Friends, if we have ever been,
Friends we cannot now remain.”

Thomas Hood 1799-1845

Want to see who your real friends are? It’s simple to lose some or all of your “oinker” friends. Just start trying to live your life more sustainably. Just start talking about it. Step away from the trough of materialism and see what happens. Cleave yourself off from the herd and learn how to reduce your carbon footprint. Start making needed adjustments in your lifestyle, and then start actively encouraging other people to reduce, reuse, recycle. Or no-cycle, as in do without.

Talk about being green and do the walk. Bring up environmental issues and explore the topic in earnest as if your life and theirs depended on it. You’re not an expert on being green, but you don’t have to be an expert to understand what is happening to this planet and what we need to do about it. But be ready for some good old fashioned blowback. And the occasional oink.

In some cases, you’ll be treated like a religious fundamentalist or a rabid sports fan, with a mix of open hostility, ridicule or misinformed amusement. Mostly you’ll be ignored, as I have. Very likely most people you consider to be friends and acquaintances will not ever take your efforts seriously. Some will even as far as to sever all contact with you just for crossing the line and talking about something that makes them extremely uncomfortable.

Why is that? Could it be they’re oinkers with snouts firmly planted in the trough who’d rather die than give up their place in line? Is there a “selfish” gene?

Being green is a personal decision that requires good self esteem that isn’t derived solely from what others think of you. You are more than the sumof your stuff and other people’s views of you. Oink. Nobody can decide for you that you will be a good environmentalist from this day forward. It’s your decision. It comes with a price in the social realm.

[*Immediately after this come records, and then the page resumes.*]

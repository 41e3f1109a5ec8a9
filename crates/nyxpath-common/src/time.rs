// ============================================
// File: crates/nyxpath-common/src/time.rs
// ============================================
//! # Time Helpers
//!
//! Routing messages carry wall-clock and duration fields in milliseconds
//! (`T`, `L`, `B`, `X`). Lifecycle decisions use monotonic `Instant`s and
//! never the wall clock.

use std::time::{Duration, SystemTime, UNIX_EPOCH};

/// Current Unix time in milliseconds (0 if the clock is before the epoch).
#[must_use]
pub fn unix_timestamp_millis() -> u64 {
    SystemTime::now()
        .duration_since(UNIX_EPOCH)
        .map_or(0, duration_millis)
}

/// Whole milliseconds in `duration`, saturating at `u64::MAX`.
#[must_use]
pub fn duration_millis(duration: Duration) -> u64 {
    u64::try_from(duration.as_millis()).unwrap_or(u64::MAX)
}
// ============================================
// File: crates/nyxpath-router/tests/circuit_e2e.rs
// ============================================
//! End-to-end circuit tests: a client and three relays over the in-memory
//! link network.
//!
//! ```text
//! client ──► R0 ──► R1 ──► R2 (terminal)
//! ```

use std::sync::Arc;
use std::time::{Duration, Instant};

use parking_lot::Mutex;

use nyxpath_common::{PathId, RouterId};
use nyxpath_core::crypto::IdentityKeyPair;
use nyxpath_core::protocol::{RoutingBody, Value};
use nyxpath_router::config::RouterConfig;
use nyxpath_router::path::TransitHopInfo;
use nyxpath_router::registry::Resolved;
use nyxpath_router::services::{DhtHandler, NullDht, RandomHopKeys};
use nyxpath_router::{PathRoles, PathSetHooks, Router};
use nyxpath_transport::MemoryNetwork;

const WAIT: Duration = Duration::from_secs(5);

#[derive(Default)]
struct RecordingHooks {
    ready: Mutex<Vec<PathId>>,
    drops: Mutex<Vec<PathId>>,
    granted: Mutex<Vec<u64>>,
    updated: Mutex<Vec<PathId>>,
    closed: Mutex<Vec<PathId>>,
}

impl PathSetHooks for RecordingHooks {
    fn on_build_success(&self, path: PathId) {
        self.ready.lock().push(path);
    }

    fn on_data_drop(&self, _path: PathId, target: PathId) {
        self.drops.lock().push(target);
    }

    fn on_exit_granted(&self, _path: PathId, tx: u64) {
        self.granted.lock().push(tx);
    }

    fn on_exit_updated(&self, path: PathId, _tx: u64) {
        self.updated.lock().push(path);
    }

    fn on_exit_closed(&self, path: PathId) {
        self.closed.lock().push(path);
    }
}

/// DHT that records what reaches it and optionally answers.
#[derive(Default)]
struct RecordingDht {
    answer: Option<Value>,
    seen: Mutex<Vec<(PathId, Value)>>,
}

impl DhtHandler for RecordingDht {
    fn handle(&self, path: PathId, msg: &Value) -> Option<Value> {
        self.seen.lock().push((path, msg.clone()));
        self.answer.clone()
    }
}

struct Testbed {
    client: Router,
    hooks: Arc<RecordingHooks>,
    relays: Vec<Router>,
    _network: Arc<MemoryNetwork>,
}

impl Testbed {
    fn start(allow_exit: bool) -> Self {
        let mut config = RouterConfig::default();
        config.exit.allow_exit = allow_exit;
        Self::start_with(config, Arc::new(NullDht), Arc::new(NullDht))
    }

    /// Client and relays share `config`; `terminal_dht` serves R2 only.
    fn start_with(
        mut config: RouterConfig,
        client_dht: Arc<dyn DhtHandler>,
        terminal_dht: Arc<dyn DhtHandler>,
    ) -> Self {
        let network = MemoryNetwork::new();
        config.paths.paths = 0;
        config.paths.tick_interval_ms = 60_000;

        let hooks = Arc::new(RecordingHooks::default());
        let client = Router::with_services(
            config.clone(),
            IdentityKeyPair::generate(),
            Arc::new(RandomHopKeys),
            client_dht,
            hooks.clone(),
        );
        client.spawn(network.attach(client.router_id())).unwrap();

        let relays: Vec<Router> = (0..3)
            .map(|i| {
                let dht: Arc<dyn DhtHandler> = if i == 2 { terminal_dht.clone() } else { Arc::new(NullDht) };
                let relay = Router::with_services(
                    config.clone(),
                    IdentityKeyPair::generate(),
                    Arc::new(RandomHopKeys),
                    dht,
                    Arc::new(nyxpath_router::path::LoggingHooks),
                );
                relay.spawn(network.attach(relay.router_id())).unwrap();
                relay
            })
            .collect();

        Self {
            client,
            hooks,
            relays,
            _network: network,
        }
    }

    fn relay_ids(&self) -> Vec<RouterId> {
        self.relays.iter().map(Router::router_id).collect()
    }

    /// Builds a circuit over all relays and waits until it is ready.
    async fn ready_path(&self) -> PathId {
        let path = self
            .client
            .build_path(&self.relay_ids(), PathRoles::CLIENT)
            .unwrap();
        wait_until(|| self.hooks.ready.lock().contains(&path)).await;
        path
    }

    fn only_hop(&self, relay: usize) -> TransitHopInfo {
        let hops = self.relays[relay].registry().transit_hops();
        assert_eq!(hops.len(), 1, "relay {relay} should relay exactly one hop");
        hops[0]
    }

    /// R2's hop for client circuit `path`.
    fn terminal_hop(&self, path: PathId) -> TransitHopInfo {
        let status = self.client.path_set().status_of(&path, Instant::now()).unwrap();
        self.relays[2]
            .registry()
            .transit_hops()
            .into_iter()
            .find(|h| h.tx_id == status.intro_path)
            .unwrap()
    }

    async fn stop(self) {
        self.client.stop().await;
        for relay in self.relays {
            relay.stop().await;
        }
    }
}

async fn wait_until(mut condition: impl FnMut() -> bool) {
    let deadline = Instant::now() + WAIT;
    while !condition() {
        assert!(Instant::now() < deadline, "condition not met in {WAIT:?}");
        tokio::time::sleep(Duration::from_millis(10)).await;
    }
}

fn is_transit(resolved: Option<Resolved>) -> bool {
    matches!(resolved, Some(Resolved::Transit(_)))
}

#[tokio::test]
async fn test_three_hop_circuit_carries_discards_in_order() {
    let bed = Testbed::start(false);
    let path = bed.ready_path().await;

    let status = bed.client.path_set().status_of(&path, Instant::now()).unwrap();
    assert!(status.ready);
    assert_eq!(status.hops, bed.relay_ids());
    assert_eq!(status.terminal, bed.relays[2].router_id());

    // Hop chain as seen by the relays
    let (h0, h1, h2) = (bed.only_hop(0), bed.only_hop(1), bed.only_hop(2));
    assert_eq!(h0.tx_id, status.tx_id);
    assert_eq!(h0.rx_id, status.rx_id);
    assert_eq!(h1.rx_id, h0.tx_id);
    assert_eq!(h2.rx_id, h1.tx_id);
    assert_eq!(h2.tx_id, status.intro_path);
    assert_eq!(h2.upstream, bed.relays[2].router_id());

    // R0 and R1 resolve their hop by both ids, only from the right neighbour
    let client_id = bed.client.router_id();
    let ids = bed.relay_ids();
    for (relay, info, downstream, upstream) in [(0, h0, client_id, ids[1]), (1, h1, ids[0], ids[2])] {
        let registry = bed.relays[relay].registry();
        for id in [info.tx_id, info.rx_id] {
            assert!(is_transit(registry.resolve_for_downstream(&downstream, &id)));
            assert!(is_transit(registry.resolve_for_upstream(&upstream, &id)));
            assert!(registry.resolve_for_downstream(&upstream, &id).is_none());
            assert!(registry.resolve_for_upstream(&downstream, &id).is_none());
        }
    }

    // Ten discards through the circuit
    let mut events = bed.relays[2].subscribe_endpoint_events();
    let targets: Vec<PathId> = (0..10).map(|_| PathId::generate()).collect();
    for target in &targets {
        bed.client
            .send_routing_message(path, RoutingBody::DataDiscard { path_id: *target })
            .unwrap();
    }

    let mut sequences = Vec::new();
    tokio::time::timeout(WAIT, async {
        while sequences.len() < targets.len() {
            let event = events.recv().await.unwrap();
            if event.kind == "data-discard" {
                assert!(event.outcome.is_accepted());
                assert_eq!(event.path_id, h2.rx_id);
                sequences.push(event.sequence);
            }
        }
    })
    .await
    .unwrap();

    // Should dispatch each message exactly once, in send order
    assert!(sequences.windows(2).all(|w| w[1] == w[0] + 1));
    tokio::time::sleep(Duration::from_millis(50)).await;
    while let Ok(event) = events.try_recv() {
        assert_ne!(event.kind, "data-discard", "duplicate dispatch");
    }

    // The terminal echoes each discard; the client reports the drops
    wait_until(|| bed.hooks.drops.lock().len() == targets.len()).await;
    assert_eq!(*bed.hooks.drops.lock(), targets);

    bed.stop().await;
}

#[tokio::test]
async fn test_exit_session_over_circuit() {
    let bed = Testbed::start(true);
    let path = bed.ready_path().await;

    let tx = bed.client.path_set().obtain_exit(path, 0, 0).unwrap();
    wait_until(|| bed.hooks.granted.lock().contains(&tx)).await;

    let status = bed.client.path_set().status_of(&path, Instant::now()).unwrap();
    assert!(status.roles.contains(PathRoles::EXIT));

    // Exit endpoint is keyed by the terminal hop's rxID
    let terminal = bed.only_hop(2);
    let exit = bed.relays[2].exit();
    assert!(exit.has_endpoint(&terminal.rx_id));

    bed.client
        .send_exit_traffic(path, vec![b"one".to_vec(), b"two".to_vec()])
        .unwrap();
    wait_until(|| exit.status().iter().any(|s| s.inbound_queued == 2)).await;

    let packets: Vec<Vec<u8>> = exit
        .take_inbound(&terminal.rx_id)
        .into_iter()
        .map(|(_, packet)| packet)
        .collect();
    assert_eq!(packets, vec![b"one".to_vec(), b"two".to_vec()]);

    bed.stop().await;
}

#[tokio::test]
async fn test_relay_teardown_sweeps_hops() {
    let bed = Testbed::start(false);
    let _path = bed.ready_path().await;
    assert_eq!(bed.relays[1].registry().stats().transit_hops, 1);

    // Hops expire with their lifetime
    let later = Instant::now() + Duration::from_secs(601);
    assert_eq!(bed.relays[1].registry().sweep_expired(later), 1);
    assert_eq!(bed.relays[1].registry().stats().transit_hops, 0);

    // The client sweep removes its expired circuit and index entries
    bed.client.registry().sweep_expired(later);
    assert!(bed.client.path_set().is_empty());
    assert_eq!(bed.client.registry().stats().own_entries, 0);

    bed.stop().await;
}

#[tokio::test]
async fn test_exit_session_moves_to_new_circuit() {
    let bed = Testbed::start(true);
    let first = bed.ready_path().await;
    let tx = bed.client.path_set().obtain_exit(first, 0, 0).unwrap();
    wait_until(|| bed.hooks.granted.lock().contains(&tx)).await;

    let exit = bed.relays[2].exit();
    let old_hop = bed.terminal_hop(first);
    bed.client
        .send_exit_traffic(first, vec![b"a".to_vec(), b"b".to_vec(), b"c".to_vec()])
        .unwrap();
    wait_until(|| exit.status().iter().any(|s| s.inbound_queued == 3)).await;
    assert_eq!(exit.take_inbound(&old_hop.rx_id).len(), 3);

    // Move the session onto a second circuit through the same terminal
    let second = bed.ready_path().await;
    let new_hop = bed.terminal_hop(second);
    bed.client.path_set().update_exit(first, second).unwrap();
    wait_until(|| bed.hooks.updated.lock().contains(&second)).await;
    assert!(exit.has_endpoint(&new_hop.rx_id));
    assert!(!exit.has_endpoint(&old_hop.rx_id));
    let status = bed.client.path_set().status_of(&second, Instant::now()).unwrap();
    assert!(status.roles.contains(PathRoles::EXIT));

    // Should accept the new circuit's counters even though they restart
    bed.client
        .send_exit_traffic(second, vec![b"d".to_vec(), b"e".to_vec()])
        .unwrap();
    wait_until(|| exit.status().iter().any(|s| s.inbound_queued == 2)).await;
    let packets: Vec<Vec<u8>> = exit
        .take_inbound(&new_hop.rx_id)
        .into_iter()
        .map(|(_, packet)| packet)
        .collect();
    assert_eq!(packets, vec![b"d".to_vec(), b"e".to_vec()]);

    bed.client.path_set().close_exit(second).unwrap();
    wait_until(|| bed.hooks.closed.lock().contains(&second)).await;
    assert!(exit.is_empty());
    let status = bed.client.path_set().status_of(&second, Instant::now()).unwrap();
    assert!(!status.roles.contains(PathRoles::EXIT));

    bed.stop().await;
}

#[tokio::test]
async fn test_dht_lookup_through_circuit() {
    let answer = Value::dict().with_bytes("A", "S");
    let terminal_dht = Arc::new(RecordingDht {
        answer: Some(answer.clone()),
        ..RecordingDht::default()
    });
    let client_dht = Arc::new(RecordingDht::default());
    let bed = Testbed::start_with(RouterConfig::default(), client_dht.clone(), terminal_dht.clone());
    let path = bed.ready_path().await;

    let lookup = Value::dict().with_bytes("A", "F");
    bed.client
        .send_routing_message(path, RoutingBody::Dht(vec![lookup.clone()]))
        .unwrap();

    // The terminal DHT sees the lookup on its hop's rxID
    let terminal = bed.terminal_hop(path);
    wait_until(|| !terminal_dht.seen.lock().is_empty()).await;
    assert_eq!(*terminal_dht.seen.lock(), vec![(terminal.rx_id, lookup)]);

    // Its answer comes back down to the client's DHT
    let rx_id = bed.client.path_set().status_of(&path, Instant::now()).unwrap().rx_id;
    wait_until(|| !client_dht.seen.lock().is_empty()).await;
    assert_eq!(*client_dht.seen.lock(), vec![(rx_id, answer)]);

    bed.stop().await;
}

#[tokio::test]
async fn test_relays_cap_requested_lifetime() {
    let mut config = RouterConfig::default();
    // Ten years
    config.paths.lifetime_secs = 10 * 365 * 24 * 3600;
    let bed = Testbed::start_with(config, Arc::new(NullDht), Arc::new(NullDht));
    let _path = bed.ready_path().await;

    let later = Instant::now() + Duration::from_secs(601);
    for relay in &bed.relays {
        assert_eq!(relay.registry().stats().transit_hops, 1);
        assert_eq!(relay.registry().sweep_expired(later), 1);
        assert_eq!(relay.registry().stats().transit_hops, 0);
    }

    bed.stop().await;
}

In this country, the default mode of environmentalism is switched to off or “bad” as people go about their daily business of consuming, traveling and basically trashing the earth’s resources. It’s up to you to take a stand and do something credible or not. But it’s easy to see why you probably won’t. You don’t care enough to lose friends who are stuck in trash mode and wish to remain there. After all, if you’re not consuming in lock step with them you’ll be kicked off the island because you’re no longer like them.

Of course you care about the environment, just not that much. I get it. Go get a double-bacon cheeseburger and make sure to fill your gas tank so you won’t miss a thing at the trough next to your beloved buddies.

Oink.

©1997-2011 Jay Toups :-)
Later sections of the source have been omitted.